- _WHAT YOU ARE ASKED TO DO_
Reproduce word for word, from the entries below, the line with "pub fn row(&self, idx: usize)", the line with "indices stay comparable", and every line between them, and nothing more.

━━━━━ RECORDS SUPPLIED

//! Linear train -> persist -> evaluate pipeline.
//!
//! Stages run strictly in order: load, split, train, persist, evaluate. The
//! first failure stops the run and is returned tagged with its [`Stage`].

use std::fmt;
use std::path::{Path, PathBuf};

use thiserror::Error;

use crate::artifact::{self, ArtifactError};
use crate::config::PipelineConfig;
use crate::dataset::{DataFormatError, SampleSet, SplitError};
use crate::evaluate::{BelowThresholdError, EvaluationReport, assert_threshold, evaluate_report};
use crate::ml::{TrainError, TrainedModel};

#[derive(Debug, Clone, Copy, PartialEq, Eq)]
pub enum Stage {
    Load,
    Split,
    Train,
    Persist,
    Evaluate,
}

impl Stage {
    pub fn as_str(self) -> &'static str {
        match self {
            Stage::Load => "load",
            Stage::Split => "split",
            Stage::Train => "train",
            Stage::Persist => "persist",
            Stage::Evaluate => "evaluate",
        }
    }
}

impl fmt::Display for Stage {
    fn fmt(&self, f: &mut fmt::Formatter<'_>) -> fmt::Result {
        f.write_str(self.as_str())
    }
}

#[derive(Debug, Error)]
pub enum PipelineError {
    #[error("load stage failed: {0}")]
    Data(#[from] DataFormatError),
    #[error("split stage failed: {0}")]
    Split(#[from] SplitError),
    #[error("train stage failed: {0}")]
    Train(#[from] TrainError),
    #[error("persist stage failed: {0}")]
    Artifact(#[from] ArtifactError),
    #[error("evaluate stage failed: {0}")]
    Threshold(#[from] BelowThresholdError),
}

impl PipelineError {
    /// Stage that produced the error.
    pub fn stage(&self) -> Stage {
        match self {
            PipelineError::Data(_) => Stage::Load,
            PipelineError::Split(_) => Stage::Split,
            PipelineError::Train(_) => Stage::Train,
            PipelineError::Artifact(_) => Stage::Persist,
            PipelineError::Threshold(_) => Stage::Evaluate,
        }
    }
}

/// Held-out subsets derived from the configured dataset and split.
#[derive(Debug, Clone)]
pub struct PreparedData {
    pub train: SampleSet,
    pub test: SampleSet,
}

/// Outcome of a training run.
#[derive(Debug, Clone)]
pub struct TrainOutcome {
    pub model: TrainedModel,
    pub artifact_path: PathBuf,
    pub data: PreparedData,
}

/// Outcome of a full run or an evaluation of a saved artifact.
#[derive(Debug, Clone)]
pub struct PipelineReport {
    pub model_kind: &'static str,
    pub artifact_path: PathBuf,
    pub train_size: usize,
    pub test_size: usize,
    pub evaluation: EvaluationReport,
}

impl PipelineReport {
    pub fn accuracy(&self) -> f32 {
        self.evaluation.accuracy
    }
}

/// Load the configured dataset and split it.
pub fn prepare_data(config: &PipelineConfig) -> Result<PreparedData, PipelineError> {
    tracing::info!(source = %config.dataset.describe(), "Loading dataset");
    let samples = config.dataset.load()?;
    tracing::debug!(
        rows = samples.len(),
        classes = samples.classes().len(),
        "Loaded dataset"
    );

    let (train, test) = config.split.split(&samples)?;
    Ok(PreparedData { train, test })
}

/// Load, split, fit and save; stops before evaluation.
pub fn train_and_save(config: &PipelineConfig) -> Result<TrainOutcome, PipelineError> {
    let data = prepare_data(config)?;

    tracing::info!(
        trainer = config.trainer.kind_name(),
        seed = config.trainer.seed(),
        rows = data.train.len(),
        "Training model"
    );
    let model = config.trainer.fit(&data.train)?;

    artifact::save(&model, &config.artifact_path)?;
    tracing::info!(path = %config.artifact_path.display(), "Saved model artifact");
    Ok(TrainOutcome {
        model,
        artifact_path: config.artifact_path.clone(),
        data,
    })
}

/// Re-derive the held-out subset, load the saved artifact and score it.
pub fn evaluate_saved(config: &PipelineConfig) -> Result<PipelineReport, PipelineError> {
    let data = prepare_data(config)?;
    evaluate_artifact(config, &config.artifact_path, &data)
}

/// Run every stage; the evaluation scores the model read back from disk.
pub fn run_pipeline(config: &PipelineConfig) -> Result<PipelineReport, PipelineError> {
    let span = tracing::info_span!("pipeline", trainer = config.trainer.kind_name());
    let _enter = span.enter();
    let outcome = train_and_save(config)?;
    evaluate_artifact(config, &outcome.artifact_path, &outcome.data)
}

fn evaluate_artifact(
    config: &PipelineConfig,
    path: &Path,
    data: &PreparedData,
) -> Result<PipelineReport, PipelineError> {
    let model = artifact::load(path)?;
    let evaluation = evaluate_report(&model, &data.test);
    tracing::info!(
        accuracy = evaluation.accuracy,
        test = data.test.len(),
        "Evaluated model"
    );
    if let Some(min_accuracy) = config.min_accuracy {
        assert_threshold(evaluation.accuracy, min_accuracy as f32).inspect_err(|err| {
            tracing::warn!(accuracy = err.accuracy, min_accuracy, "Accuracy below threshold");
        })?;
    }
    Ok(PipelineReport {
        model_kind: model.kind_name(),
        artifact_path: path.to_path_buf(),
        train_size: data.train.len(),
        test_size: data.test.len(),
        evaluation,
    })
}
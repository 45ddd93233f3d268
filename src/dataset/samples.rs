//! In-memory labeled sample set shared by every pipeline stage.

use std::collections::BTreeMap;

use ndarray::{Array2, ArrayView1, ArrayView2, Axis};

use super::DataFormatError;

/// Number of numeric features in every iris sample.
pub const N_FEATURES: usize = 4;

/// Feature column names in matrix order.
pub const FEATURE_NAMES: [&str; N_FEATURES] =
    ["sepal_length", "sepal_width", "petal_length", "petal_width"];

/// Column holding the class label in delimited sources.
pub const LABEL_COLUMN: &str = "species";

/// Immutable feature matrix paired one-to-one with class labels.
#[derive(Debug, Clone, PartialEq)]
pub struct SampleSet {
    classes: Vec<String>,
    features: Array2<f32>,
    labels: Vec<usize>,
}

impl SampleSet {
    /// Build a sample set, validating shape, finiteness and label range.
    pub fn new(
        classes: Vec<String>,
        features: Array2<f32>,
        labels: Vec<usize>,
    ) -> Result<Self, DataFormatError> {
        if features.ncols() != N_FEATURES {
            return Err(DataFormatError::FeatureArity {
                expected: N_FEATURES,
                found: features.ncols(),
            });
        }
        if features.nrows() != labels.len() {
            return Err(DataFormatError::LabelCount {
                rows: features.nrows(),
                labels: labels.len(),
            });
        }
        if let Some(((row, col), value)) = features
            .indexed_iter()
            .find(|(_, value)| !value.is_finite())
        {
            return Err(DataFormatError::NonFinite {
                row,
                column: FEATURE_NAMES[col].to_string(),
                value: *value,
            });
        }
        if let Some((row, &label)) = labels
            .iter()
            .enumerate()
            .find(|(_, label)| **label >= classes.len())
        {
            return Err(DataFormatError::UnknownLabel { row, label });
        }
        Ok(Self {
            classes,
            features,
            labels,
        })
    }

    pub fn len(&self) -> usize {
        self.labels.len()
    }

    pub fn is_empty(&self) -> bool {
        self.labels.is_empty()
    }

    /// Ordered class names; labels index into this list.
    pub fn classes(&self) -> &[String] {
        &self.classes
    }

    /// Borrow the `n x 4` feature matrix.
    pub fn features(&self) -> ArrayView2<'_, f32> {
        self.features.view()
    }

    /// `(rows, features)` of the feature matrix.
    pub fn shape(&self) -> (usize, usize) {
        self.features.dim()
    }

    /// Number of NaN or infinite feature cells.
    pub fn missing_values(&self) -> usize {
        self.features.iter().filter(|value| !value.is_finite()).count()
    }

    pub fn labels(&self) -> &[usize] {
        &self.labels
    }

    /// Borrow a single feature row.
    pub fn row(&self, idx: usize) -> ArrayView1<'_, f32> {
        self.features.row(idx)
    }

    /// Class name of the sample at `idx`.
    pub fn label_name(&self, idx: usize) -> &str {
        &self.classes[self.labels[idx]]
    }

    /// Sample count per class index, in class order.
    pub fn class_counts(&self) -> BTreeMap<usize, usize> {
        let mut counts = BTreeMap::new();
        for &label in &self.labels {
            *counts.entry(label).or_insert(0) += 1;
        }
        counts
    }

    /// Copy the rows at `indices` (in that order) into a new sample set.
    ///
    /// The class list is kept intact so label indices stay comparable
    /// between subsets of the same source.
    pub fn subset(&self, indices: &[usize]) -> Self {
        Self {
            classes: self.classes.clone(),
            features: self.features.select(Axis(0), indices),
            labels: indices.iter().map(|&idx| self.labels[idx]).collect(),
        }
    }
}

━━━━━━━━━━

- _OUTPUT FOR THIS TASK_
    pub fn row(&self, idx: usize) -> ArrayView1<'_, f32> {
        self.features.row(idx)
    }

    /// Class name of the sample at `idx`.
    pub fn label_name(&self, idx: usize) -> &str {
        &self.classes[self.labels[idx]]
    }

    /// Sample count per class index, in class order.
    pub fn class_counts(&self) -> BTreeMap<usize, usize> {
        let mut counts = BTreeMap::new();
        for &label in &self.labels {
            *counts.entry(label).or_insert(0) += 1;
        }
        counts
    }

    /// Copy the rows at `indices` (in that order) into a new sample set.
    ///
    /// The class list is kept intact so label indices stay comparable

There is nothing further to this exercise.